Friday, September 5, 2014
I am a former smoker, what should I do went I am with my friends who still smoke?
Just something to think about when you are with friends who still smoke----None of us want to be that nasty holy-than-thou former smoker who shames their smoking friends but do you
1. want to be around secondhand smoke?
2. Enable your friend in their addiction?
1. Secondhand smoke is a carcinogen. Instead of saying to a friend--"you can't smoke around me." Say- "I (have a medical problem, for me it was cancer) and my doctor has told me not avoid 2nd smoke as much as possible, it is best for my health. I'm not telling you to not smoke, only that I can't be around it. When she lights up--excuse yourself and wait until she is through and then come back. You don't need to say anything else. You don't need to say what the medical problem is--it could be one of the many risk factors for heart disease or cancer. you might have diabetes, or be pregnant.
2. Enabling addiction--if your friend was shooting heroin would you stay around them and enable them to continue to use heroin? Heroin is less likely to kill your friend than smoking. Most smokers if they are really honest - do want to quit. In the Stages of Change--the first step is not-wanting to quit, one of the psychological interventions is-- social liberation---making their behavior a problem for THEM. People say you can lead a horse to water but you can't make them drink. I feel it is my duty to make that horse AWARE of his thirst and then remove all obstacles between him and the water. In other words, smokers won't quit until smoking is a problem for THEM. Every little thing that makes it more inconvenience for them to smoke, is another little irritation that changes their thinking from "I don't want to quit, to - maybe I should think about quitting."
Three examples: 1. A girlfriend of mine wanted her husband to quit smoking. He could only smoke outside and so they spent a lot of time on the patio so he could smoke. My recommendation to her was to stop sitting out there when he smoked. She didn't need to say anything but by staying out there while he smoke, was condoning his behavior--he had no reason to change--he could smoke AND enjoy her company. If she stopped going out there he was not getting the reinforcement (of her company) that he wanted. He started smoking less and finally did quit.
2. A girlfriend of mine, who smoked, came to visit (she lived in another state). I told her that she couldn't smoke inside my house but could go outside. First time she went out, she left the glass door open and was still talking to me as she lit up. I came over and closed the door and remained inside. I said I didn't want the smoke smell coming into my house. Years later she told me that the action of closing the door on her--caused her to smoke less cigarettes and less of each cigarette. She also thought about her behavior. I don't know if she ever quit since we lost contact over the years.

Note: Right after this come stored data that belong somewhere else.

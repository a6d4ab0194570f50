use serde::{Deserialize, Serialize};
use std::path::{Path, PathBuf};

use crate::error::{FilterFoxError, Result};
use crate::models::RunMode;

#[derive(Debug, Clone, Serialize, Deserialize, Default)]
pub struct Config {
    #[serde(default)]
    pub gmail: GmailConfig,
    #[serde(default)]
    pub run: RunConfig,
    #[serde(default)]
    pub history: HistoryConfig,
}

#[derive(Debug, Clone, Serialize, Deserialize)]
pub struct GmailConfig {
    #[serde(default = "default_credentials_path")]
    pub credentials_path: PathBuf,
    #[serde(default = "default_token_path")]
    pub token_path: PathBuf,
}

impl Default for GmailConfig {
    fn default() -> Self {
        Self {
            credentials_path: default_credentials_path(),
            token_path: default_token_path(),
        }
    }
}

/// Inputs for one pipeline pass
#[derive(Debug, Clone, Serialize, Deserialize)]
pub struct RunConfig {
    /// Gmail search query selecting candidate messages
    #[serde(default = "default_query")]
    pub query: String,
    #[serde(default = "default_max_results")]
    pub max_results: usize,
    #[serde(default = "default_label_prefix")]
    pub label_prefix: String,
    /// Preview mode: classify and plan, but never modify messages.
    /// The CLI sets this from the `preview`/`apply` subcommand.
    #[serde(default = "default_dry_run")]
    pub dry_run: bool,
    /// Trash is disabled in the current policy; must stay false
    #[serde(default)]
    pub allow_trash: bool,
}

impl Default for RunConfig {
    fn default() -> Self {
        Self {
            query: default_query(),
            max_results: default_max_results(),
            label_prefix: default_label_prefix(),
            dry_run: default_dry_run(),
            allow_trash: false,
        }
    }
}

impl RunConfig {
    pub fn mode(&self) -> RunMode {
        if self.dry_run {
            RunMode::Preview
        } else {
            RunMode::Apply
        }
    }

    /// Apply command-line overrides. Blank strings fall back to the defaults.
    pub fn with_overrides(
        mut self,
        query: Option<&str>,
        max_results: Option<usize>,
        label_prefix: Option<&str>,
    ) -> Self {
        if let Some(query) = query {
            let query = query.trim();
            self.query = if query.is_empty() {
                default_query()
            } else {
                query.to_string()
            };
        }
        if let Some(max_results) = max_results {
            self.max_results = max_results;
        }
        if let Some(prefix) = label_prefix {
            let prefix = prefix.trim();
            self.label_prefix = if prefix.is_empty() {
                default_label_prefix()
            } else {
                prefix.to_string()
            };
        }
        self
    }

    pub fn validate(&self) -> Result<()> {
        if self.query.trim().is_empty() {
            return Err(FilterFoxError::ConfigError(
                "run.query cannot be empty".to_string(),
            ));
        }
        if self.max_results == 0 {
            return Err(FilterFoxError::ConfigError(
                "run.max_results must be at least 1".to_string(),
            ));
        }
        if self.label_prefix.trim().is_empty() {
            return Err(FilterFoxError::ConfigError(
                "run.label_prefix cannot be empty".to_string(),
            ));
        }
        if self.allow_trash {
            return Err(FilterFoxError::ConfigError(
                "run.allow_trash is not supported; the trash action is disabled".to_string(),
            ));
        }
        Ok(())
    }
}

#[derive(Debug, Clone, Serialize, Deserialize)]
pub struct HistoryConfig {
    #[serde(default = "default_history_path")]
    pub path: PathBuf,
    #[serde(default = "default_history_max_entries")]
    pub max_entries: usize,
}

impl Default for HistoryConfig {
    fn default() -> Self {
        Self {
            path: default_history_path(),
            max_entries: default_history_max_entries(),
        }
    }
}

fn default_credentials_path() -> PathBuf {
    PathBuf::from("credentials.json")
}

fn default_token_path() -> PathBuf {
    PathBuf::from(".filterfox/token.json")
}

fn default_query() -> String {
    "newer_than:30d in:inbox".to_string()
}

fn default_max_results() -> usize {
    200
}

fn default_label_prefix() -> String {
    "FilterFox".to_string()
}

fn default_dry_run() -> bool {
    true
}

fn default_history_path() -> PathBuf {
    PathBuf::from(".filterfox/history.json")
}

fn default_history_max_entries() -> usize {
    50
}

impl Config {
    pub async fn load(path: &Path) -> Result<Self> {
        if !path.exists() {
            tracing::warn!("Config file not found at {:?}, using defaults", path);
            return Ok(Self::default());
        }

        let content = tokio::fs::read_to_string(path).await.map_err(|e| {
            FilterFoxError::ConfigError(format!("Failed to read config file: {}", e))
        })?;

        let config: Self = toml::from_str(&content).map_err(|e| {
            FilterFoxError::ConfigError(format!("Failed to parse config file: {}", e))
        })?;

        config.validate()?;

        tracing::info!("Loaded configuration from {:?}", path);
        Ok(config)
    }

    pub async fn save(&self, path: &Path) -> Result<()> {
        if let Some(parent) = path.parent() {
            tokio::fs::create_dir_all(parent).await.map_err(|e| {
                FilterFoxError::ConfigError(format!("Failed to create config directory: {}", e))
            })?;
        }

        let content = toml::to_string_pretty(self).map_err(|e| {
            FilterFoxError::ConfigError(format!("Failed to serialize config: {}", e))
        })?;

        tokio::fs::write(path, content).await.map_err(|e| {
            FilterFoxError::ConfigError(format!("Failed to write config file: {}", e))
        })?;

        tracing::info!("Saved configuration to {:?}", path);
        Ok(())
    }

    /// Validate configuration values
    pub fn validate(&self) -> Result<()> {
        self.run.validate()?;

        if self.history.max_entries == 0 {
            return Err(FilterFoxError::ConfigError(
                "history.max_entries must be at least 1".to_string(),
            ));
        }

        tracing::debug!("Configuration validation passed");
        Ok(())
    }

    /// Create an example configuration file
    pub async fn create_example(path: &Path) -> Result<()> {
        Self::default().save(path).await
    }
}
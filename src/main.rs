use anyhow::Result;
use clap::Parser;
use filterfox::auth::{self, GMAIL_MODIFY_SCOPE};
use filterfox::cli::{self, Cli, Commands};
use filterfox::config::Config;
use filterfox::error::FilterFoxError;
use filterfox::models::RunMode;
use indicatif::MultiProgress;
use std::io::Write;
use std::process;
use std::sync::Arc;
use tracing_subscriber::fmt::MakeWriter;
use tracing_subscriber::EnvFilter;

/// A writer that prints through MultiProgress to avoid progress bar conflicts
#[derive(Clone)]
struct MultiProgressWriter {
    multi: Arc<MultiProgress>,
    buffer: Arc<std::sync::Mutex<Vec<u8>>>,
}

impl MultiProgressWriter {
    fn new(multi: Arc<MultiProgress>) -> Self {
        Self {
            multi,
            buffer: Arc::new(std::sync::Mutex::new(Vec::new())),
        }
    }
}

impl Write for MultiProgressWriter {
    fn write(&mut self, buf: &[u8]) -> std::io::Result<usize> {
        if let Ok(mut buffer) = self.buffer.lock() {
            buffer.extend_from_slice(buf);
        }
        Ok(buf.len())
    }

    fn flush(&mut self) -> std::io::Result<()> {
        let Ok(mut buffer) = self.buffer.lock() else {
            return Ok(());
        };
        if !buffer.is_empty() {
            let msg = String::from_utf8_lossy(&buffer);
            let msg = msg.trim_end_matches('\n');
            if !msg.is_empty() {
                let _ = self.multi.println(msg);
            }
            buffer.clear();
        }
        Ok(())
    }
}

impl Drop for MultiProgressWriter {
    fn drop(&mut self) {
        let _ = self.flush();
    }
}

/// MakeWriter implementation for tracing
#[derive(Clone)]
struct MultiProgressMakeWriter {
    multi: Arc<MultiProgress>,
}

impl MultiProgressMakeWriter {
    fn new(multi: Arc<MultiProgress>) -> Self {
        Self { multi }
    }
}

impl<'a> MakeWriter<'a> for MultiProgressMakeWriter {
    type Writer = MultiProgressWriter;

    fn make_writer(&'a self) -> Self::Writer {
        MultiProgressWriter::new(Arc::clone(&self.multi))
    }
}

#[tokio::main]
async fn main() {
    if let Err(e) = run().await {
        eprintln!("Error: {}", e);
        if let Some(FilterFoxError::RunAborted { .. }) = e.downcast_ref::<FilterFoxError>() {
            eprintln!("Labels applied before the failure were kept.");
        }
        eprintln!("\nFor help, run: filterfox --help");
        process::exit(1);
    }
}

async fn run() -> Result<()> {
    // On Windows, ring avoids the NASM/CMake build requirement of aws-lc-rs
    #[cfg(not(windows))]
    rustls::crypto::aws_lc_rs::default_provider()
        .install_default()
        .map_err(|_| anyhow::anyhow!("Failed to install default crypto provider"))?;

    #[cfg(windows)]
    rustls::crypto::ring::default_provider()
        .install_default()
        .map_err(|_| anyhow::anyhow!("Failed to install default crypto provider"))?;

    let cli = Cli::parse();

    let filter = if cli.verbose {
        EnvFilter::try_from_default_env().unwrap_or_else(|_| EnvFilter::new("filterfox=debug,info"))
    } else {
        EnvFilter::try_from_default_env().unwrap_or_else(|_| EnvFilter::new("filterfox=info,warn"))
    };

    // Logs print above progress bars
    let multi_progress = Arc::new(MultiProgress::new());
    let make_writer = MultiProgressMakeWriter::new(Arc::clone(&multi_progress));

    if cli.json_logs {
        tracing_subscriber::fmt()
            .json()
            .with_env_filter(filter)
            .with_writer(make_writer)
            .init();
    } else {
        tracing_subscriber::fmt()
            .with_env_filter(filter)
            .with_writer(make_writer)
            .with_target(false)
            .with_thread_ids(false)
            .with_file(false)
            .with_line_number(false)
            .init();
    }

    tracing::debug!("filterfox {} starting", env!("CARGO_PKG_VERSION"));

    match &cli.command {
        Commands::Auth { force } => {
            let config = Config::load(&cli.config).await?;
            let token_path = &config.gmail.token_path;

            if *force && token_path.exists() {
                tokio::fs::remove_file(token_path).await?;
                tracing::info!("Removed existing token cache");
            }

            // Triggers the browser consent flow when no valid token is cached
            let hub = auth::initialize_gmail_hub(&config.gmail.credentials_path, token_path).await?;

            println!("Successfully authenticated with Gmail API");
            println!("Token cached at: {:?}", token_path);

            let (_, profile) = hub
                .users()
                .get_profile("me")
                .add_scope(GMAIL_MODIFY_SCOPE)
                .doit()
                .await?;
            println!(
                "Connected to account: {}",
                profile.email_address.unwrap_or_default()
            );

            Ok(())
        }

        Commands::Preview { args } => {
            println!("Preview mode - no messages will be modified");

            if let Some(report) = cli::run_pipeline(
                &cli,
                RunMode::Preview,
                args,
                true,
                (*multi_progress).clone(),
            )
            .await?
            {
                report.print();
            }
            Ok(())
        }

        Commands::Apply { args, yes } => {
            if let Some(report) = cli::run_pipeline(
                &cli,
                RunMode::Apply,
                args,
                *yes,
                (*multi_progress).clone(),
            )
            .await?
            {
                report.print();
                println!(
                    "Archived {} of {} labelled messages",
                    report.result.archived_count(),
                    report.result.applied
                );
            }
            Ok(())
        }

        Commands::History { limit } => {
            cli::show_history(&cli, *limit).await?;
            Ok(())
        }

        Commands::InitConfig { output, force } => {
            tracing::info!("Generating example configuration file");

            if output.exists() && !force {
                return Err(FilterFoxError::ConfigError(format!(
                    "Configuration file already exists at {:?}. Use --force to overwrite.",
                    output
                ))
                .into());
            }

            Config::create_example(output).await?;

            println!("Created example configuration file at: {:?}", output);
            println!("\nKey settings to review:");
            println!("  - gmail.credentials_path: OAuth client secret downloaded from Google Cloud");
            println!("  - run.query: Gmail search selecting candidate messages");
            println!("  - run.label_prefix: Namespace for all created labels");
            println!("  - run.dry_run: Used by library callers only; the CLI mode comes from `preview` or `apply`");

            Ok(())
        }
    }
}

3. I used to run a singles club (Sizzling Singles--another story but a whole lot of fun). We would meet in bars when you could still smoke in bars. Often smokers would come up to me with a lit cigarette to ask me a question. I would immediately stop them and say--"Just a minute I'll be right back." I would either go to the bathroom, to the bar to get some water or some other excuse. Once their cigarette was out, I would go back to them and say either, "I'm a former smoker and I find I am so tempted to bum a smoke that I just can't be around a lit cigarette" or "I'm a cancer survivor and my doctor has told me to avoid 2nd hand smoke as much as possible", sometimes I used both answers. No one was ever offended but sympathized with me and often said they wished they could quit too.
In each case, no one told the smoker to not smoke, no one was "shamed" about their smoking but boundary lines were set by either blaming your doctor or yourself that you can't be around smoke, making it your problem, not shaming them that they have a problem. But in a subtle way the smoker is given a problem--"I can't smoke and be around my friend". You have just started making that horse be aware that maybe they are thirsty.